Design Flaws and Bias in Medical AI
There are inherent design flaws that necessitate oversight. One notable example is an algorithm trained to detect pneumonia from X-rays that performed well at its development hospital but failed at others. The algorithm had learned to detect features that reflected the original hospital’s physical environment rather than patients’ symptoms.
Bias also compounds these design flaws. Alarmingly, fewer than five percent of AI systems approved by the Food and Drug Administration (FDA) between 2012 and 2020 disclosed racial demographics in their datasets, raising the risk that unrepresentative training data could worsen outcomes for minority racial groups.
Current Regulatory Frameworks
Current regulatory frameworks address these design flaws and biases through two layers of governance—central and local.

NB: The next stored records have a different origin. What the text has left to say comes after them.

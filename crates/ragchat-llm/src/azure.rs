//! Azure OpenAI bindings for generation and embedding.
//!
//! Both clients address a deployment as
//! `{endpoint}/openai/deployments/{deployment}/{operation}?api-version={v}`
//! and authenticate with the `api-key` header. Chat completions are
//! streamed as server-sent events.

use std::time::Duration;

use async_stream::try_stream;
use async_trait::async_trait;
use reqwest::header::{self, HeaderMap, HeaderValue};
use reqwest::Client;
use serde::{Deserialize, Serialize};
use tokio_stream::StreamExt;
use tracing::{info, trace, warn};

use ragchat_core::config::ModelEndpointConfig;
use ragchat_core::error::RagChatError;
use ragchat_core::types::ChatMessage;
use ragchat_vector::EmbeddingService;

use crate::service::{LlmService, TokenStream};

/// Connection details shared by both clients.
#[derive(Clone)]
struct Deployment {
    client: Client,
    headers: HeaderMap,
    base_url: String,
    api_version: String,
    model: String,
}

impl Deployment {
    fn from_config(config: &ModelEndpointConfig) -> Result<Self, RagChatError> {
        if config.endpoint.is_empty() || config.api_key.is_empty() || config.api_version.is_empty()
        {
            return Err(RagChatError::Config(format!(
                "deployment '{}' needs endpoint, api_key and api_version",
                config.deployment
            )));
        }

        let mut headers = HeaderMap::new();
        headers.insert(
            header::CONTENT_TYPE,
            HeaderValue::from_static("application/json"),
        );
        headers.insert(
            "api-key",
            HeaderValue::from_str(&config.api_key)
                .map_err(|e| RagChatError::Config(format!("invalid api key: {}", e)))?,
        );

        // Per-read deadline so a long but live stream is not cut off.
        let timeout = Duration::from_secs(config.timeout_secs);
        let client = Client::builder()
            .connect_timeout(timeout)
            .read_timeout(timeout)
            .build()
            .map_err(|e| RagChatError::Provider(format!("HTTP client: {}", e)))?;

        Ok(Self {
            client,
            headers,
            base_url: format!(
                "{}/openai/deployments/{}",
                config.endpoint.trim_end_matches('/'),
                config.deployment
            ),
            api_version: config.api_version.clone(),
            model: config.model.clone(),
        })
    }

    fn url(&self, operation: &str) -> String {
        format!(
            "{}/{}?api-version={}",
            self.base_url, operation, self.api_version
        )
    }

    async fn post(
        &self,
        operation: &str,
        body: &impl Serialize,
    ) -> Result<reqwest::Response, RagChatError> {
        let response = self
            .client
            .post(self.url(operation))
            .headers(self.headers.clone())
            .json(body)
            .send()
            .await
            .map_err(|e| RagChatError::Provider(format!("{} request: {}", operation, e)))?;

        let status = response.status();
        if !status.is_success() {
            let text = response.text().await.unwrap_or_default();
            return Err(RagChatError::Provider(format!(
                "{} returned {}: {}",
                operation, status, text
            )));
        }
        Ok(response)
    }
}

// ---------------------------------------------------------------------------
// Chat completions
// ---------------------------------------------------------------------------

#[derive(Debug, Serialize)]
struct ChatRequest<'a> {
    messages: &'a [ChatMessage],
    temperature: f32,
    stream: bool,
}

#[derive(Debug, Deserialize)]
struct StreamChunk {
    #[serde(default)]
    choices: Vec<StreamChoice>,
}

#[derive(Debug, Deserialize)]
struct StreamChoice {
    #[serde(default)]
    delta: Delta,
}

#[derive(Debug, Default, Deserialize)]
struct Delta {
    content: Option<String>,
}

/// Streaming chat client for one Azure OpenAI deployment.
#[derive(Clone)]
pub struct AzureOpenAiLlm {
    deployment: Deployment,
    temperature: f32,
}

impl AzureOpenAiLlm {
    pub fn new(config: &ModelEndpointConfig) -> Result<Self, RagChatError> {
        let deployment = Deployment::from_config(config)?;
        info!(
            model = %config.model,
            deployment = %config.deployment,
            "Azure OpenAI chat model configured"
        );
        Ok(Self {
            deployment,
            temperature: config.temperature,
        })
    }
}

/// Pull the content deltas out of one SSE `data:` payload.
///
/// Returns `None` for the `[DONE]` sentinel.
fn parse_sse_data(data: &str) -> Option<Vec<String>> {
    if data == "[DONE]" {
        return None;
    }
    match serde_json::from_str::<StreamChunk>(data) {
        Ok(chunk) => Some(
            chunk
                .choices
                .into_iter()
                .filter_map(|c| c.delta.content)
                .filter(|c| !c.is_empty())
                .collect(),
        ),
        Err(e) => {
            warn!("failed to parse chunk: {e}, data: {data}");
            Some(Vec::new())
        }
    }
}

#[async_trait]
impl LlmService for AzureOpenAiLlm {
    async fn stream_chat(&self, messages: Vec<ChatMessage>) -> Result<TokenStream, RagChatError> {
        let body = ChatRequest {
            messages: &messages,
            temperature: self.temperature,
            stream: true,
        };
        let response = self.deployment.post("chat/completions", &body).await?;

        let stream = try_stream! {
            let mut bytes_stream = response.bytes_stream();
            let mut pending: Vec<u8> = Vec::new();
            'read: while let Some(next) = bytes_stream.next().await {
                let bytes = next.map_err(|e| RagChatError::Provider(format!("stream read: {}", e)))?;
                pending.extend_from_slice(&bytes);

                // Events and multi-byte characters may be split across
                // network chunks; only decode complete lines.
                while let Some(newline) = pending.iter().position(|b| *b == b'\n') {
                    let raw: Vec<u8> = pending.drain(..=newline).collect();
                    let line = std::str::from_utf8(&raw)
                        .map_err(|e| RagChatError::Provider(format!("stream is not UTF-8: {}", e)))?
                        .trim();
                    let Some(data) = line.strip_prefix("data:") else {
                        continue;
                    };
                    trace!("chunk: {}", data);
                    match parse_sse_data(data.trim()) {
                        Some(fragments) => {
                            for fragment in fragments {
                                yield fragment;
                            }
                        }
                        None => break 'read,
                    }
                }
            }
        };
        Ok(Box::pin(stream))
    }

    fn model_name(&self) -> &str {
        &self.deployment.model
    }
}

// ---------------------------------------------------------------------------
// Embeddings
// ---------------------------------------------------------------------------

#[derive(Debug, Serialize)]
struct EmbeddingRequest<'a> {
    input: &'a str,
}

#[derive(Debug, Deserialize)]
struct EmbeddingResponse {
    data: Vec<EmbeddingData>,
}

#[derive(Debug, Deserialize)]
struct EmbeddingData {
    embedding: Vec<f32>,
}

/// Embedding client for one Azure OpenAI deployment.
#[derive(Clone)]
pub struct AzureOpenAiEmbedding {
    deployment: Deployment,
    dimensions: usize,
}

impl AzureOpenAiEmbedding {
    pub fn new(config: &ModelEndpointConfig) -> Result<Self, RagChatError> {
        let deployment = Deployment::from_config(config)?;
        info!(
            model = %config.model,
            deployment = %config.deployment,
            "Azure OpenAI embedding model configured"
        );
        Ok(Self {
            deployment,
            dimensions: default_dimensions(&config.model),
        })
    }
}

fn default_dimensions(model: &str) -> usize {
    match model {
        "text-embedding-3-large" => 3072,
        _ => 1536,
    }
}

impl EmbeddingService for AzureOpenAiEmbedding {
    async fn embed(&self, text: &str) -> Result<Vec<f32>, RagChatError> {
        if text.trim().is_empty() {
            return Err(RagChatError::Provider("Cannot embed empty text".to_string()));
        }
        let response = self
            .deployment
            .post("embeddings", &EmbeddingRequest { input: text })
            .await?;
        let parsed: EmbeddingResponse = response
            .json()
            .await
            .map_err(|e| RagChatError::Provider(format!("embedding response: {}", e)))?;
        parsed
            .data
            .into_iter()
            .next()
            .map(|d| d.embedding)
            .ok_or_else(|| RagChatError::Provider("embedding response had no data".to_string()))
    }

    fn dimensions(&self) -> usize {
        self.dimensions
    }
}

At the central level, federal agencies and medical organizations develop nationwide frameworks and rules to monitor and test medical AI. For instance, the FDA requires many AI systems to meet safety and efficacy standards before they can enter the market.
However, current FDA guidance emphasizes that a product’s AI recommendations should equip clinicians with “patient-specific information” so that clinicians can review the basis for each recommendation and apply their own judgment when making final decisions. This places significant governance responsibility on individual clinicians.

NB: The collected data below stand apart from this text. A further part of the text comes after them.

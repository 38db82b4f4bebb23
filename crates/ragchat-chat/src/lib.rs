//! Session lifecycle and chat engine state machine for RAG Chat.
//!
//! Coordinates uploads, cached index construction, chat-mode switching,
//! and streamed response assembly on top of the provider capabilities.

pub mod builder;
pub mod capabilities;
pub mod conversation;
pub mod engine;
pub mod memory;
pub mod orchestrator;
pub mod prompts;
pub mod session;

pub use builder::IndexBuilder;
pub use capabilities::Capabilities;
pub use conversation::AssistantTurn;
pub use engine::{ChatEngine, ChatEngineFactory, ChatStream, MemoryPolicy};
pub use memory::ChatMemory;
pub use orchestrator::{IndexSummary, RagChatService, SessionSummary};
pub use session::{PageSessionState, SessionHandle, SessionState, SessionStore};
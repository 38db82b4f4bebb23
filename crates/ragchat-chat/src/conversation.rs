//! Streamed response assembly for one conversation turn.

use serde::Serialize;
use tracing::{debug, warn};

use ragchat_core::error::{RagChatError, Result};
use ragchat_core::types::{ChatMessage, RetrievedChunk, Role};

use crate::engine::ChatEngine;

/// A completed assistant reply.
#[derive(Debug, Clone, PartialEq, Serialize)]
pub struct AssistantTurn {
    pub content: String,
    /// Chunks the reply was grounded on, best match first.
    pub sources: Vec<RetrievedChunk>,
}

/// Reject prompts that are blank or longer than `max_len` characters.
pub fn validate_prompt(prompt: &str, max_len: usize) -> Result<()> {
    if prompt.trim().is_empty() {
        return Err(RagChatError::EmptyMessage);
    }
    if prompt.chars().count() > max_len {
        return Err(RagChatError::MessageTooLong(max_len));
    }
    Ok(())
}

/// The user message awaiting a reply, if the transcript ends with one.
pub fn pending_prompt(messages: &[ChatMessage]) -> Option<&str> {
    messages
        .last()
        .filter(|m| m.role == Role::User)
        .map(|m| m.content.as_str())
}

/// Pull the engine's reply to `prompt` to the end.
///
/// `on_partial` sees the accumulated text after every fragment and once
/// more when the stream ends. Any failure, before or during streaming,
/// becomes [`RagChatError::Generation`] carrying the text received so far.
pub async fn run_turn<F>(engine: &ChatEngine, prompt: &str, on_partial: &mut F) -> Result<AssistantTurn>
where
    F: FnMut(&str),
{
    let mut stream = engine.stream_chat(prompt).await.map_err(|e| {
        warn!(engine_id = %engine.id(), "Chat turn failed to start: {}", e);
        RagChatError::generation(e.to_string(), "")
    })?;

    let mut full = String::new();
    let mut fragments = 0usize;
    while let Some(next) = stream.next_fragment().await {
        match next {
            Ok(fragment) => {
                full.push_str(&fragment);
                fragments += 1;
                on_partial(&full);
            }
            Err(e) => {
                warn!(
                    engine_id = %engine.id(),
                    received = full.len(),
                    "Chat stream failed: {}", e
                );
                return Err(RagChatError::generation(e.to_string(), full));
            }
        }
    }
    on_partial(&full);
    debug!(engine_id = %engine.id(), fragments, chars = full.len(), "Chat turn complete");

    Ok(AssistantTurn {
        content: full,
        sources: stream.sources().to_vec(),
    })
}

Local Governance Challenges
Local governance shifts oversight to hospitals that test AI systems within their own clinical environments. However, this requires substantial expertise, infrastructure, and staff resources—requirements that many smaller or underfunded hospitals cannot meet without leaning on their clinicians.
Clinicians often play a “corrective role”—checking errors, adjusting for situation-specific factors, and identifying bias. Unfortunately, studies have found that clinicians frequently fail to identify flawed or biased models, even when provided with explanatory tools to make issues visible.
Barriers to Effective Oversight
Clinicians’ difficulty in overseeing medical AI is attributed to gaps in knowledge. Many clinicians lack familiarity with general AI principles or systematic bias. Although this issue may improve over time as medical schools integrate AI lessons into their curriculums, the tendency to trust AI recommendations and ignore contradictory information—known as automation bias—will continue to cloud their ability to evaluate the accuracy of individual AI recommendations in high-pressure situations.
Moreover, the rushed nature of the modern healthcare system often leaves little room for the careful oversight that current governance frameworks hope to achieve.
Proposed Solutions
In the short term, when clinicians remain involved, regulators and hospitals should define clear and limited roles for them. This approach ensures that oversight of medical AI does not compromise clinicians’ other responsibilities or set them up for failure. Additionally, institutional support such as onboarding, training, and ongoing monitoring can assist clinicians in overseeing safe and effective use of AI technology.
In the long term, a framework is envisioned where medical AI functions without constant clinician oversight. Regulators and medical organizations should evaluate AI systems as independent tools capable of operating in settings with limited medical expertise. This reduces dependence on overextended clinicians and can democratize medical expertise.
To facilitate this transition, it is urged that the FDA and medical organizations adopt evaluation methods to test AI performance with minimal oversight by clinicians. Once medical AI products reach the market, experts can conduct “spot-checking” or audit random samples over time to ensure that programs run as intended.
Conclusion
Recognizing the challenges ahead, it is concluded that medical AI will only improve health outcomes if oversight frameworks anticipate clinical limitations rather than assume perfect performance by clinicians.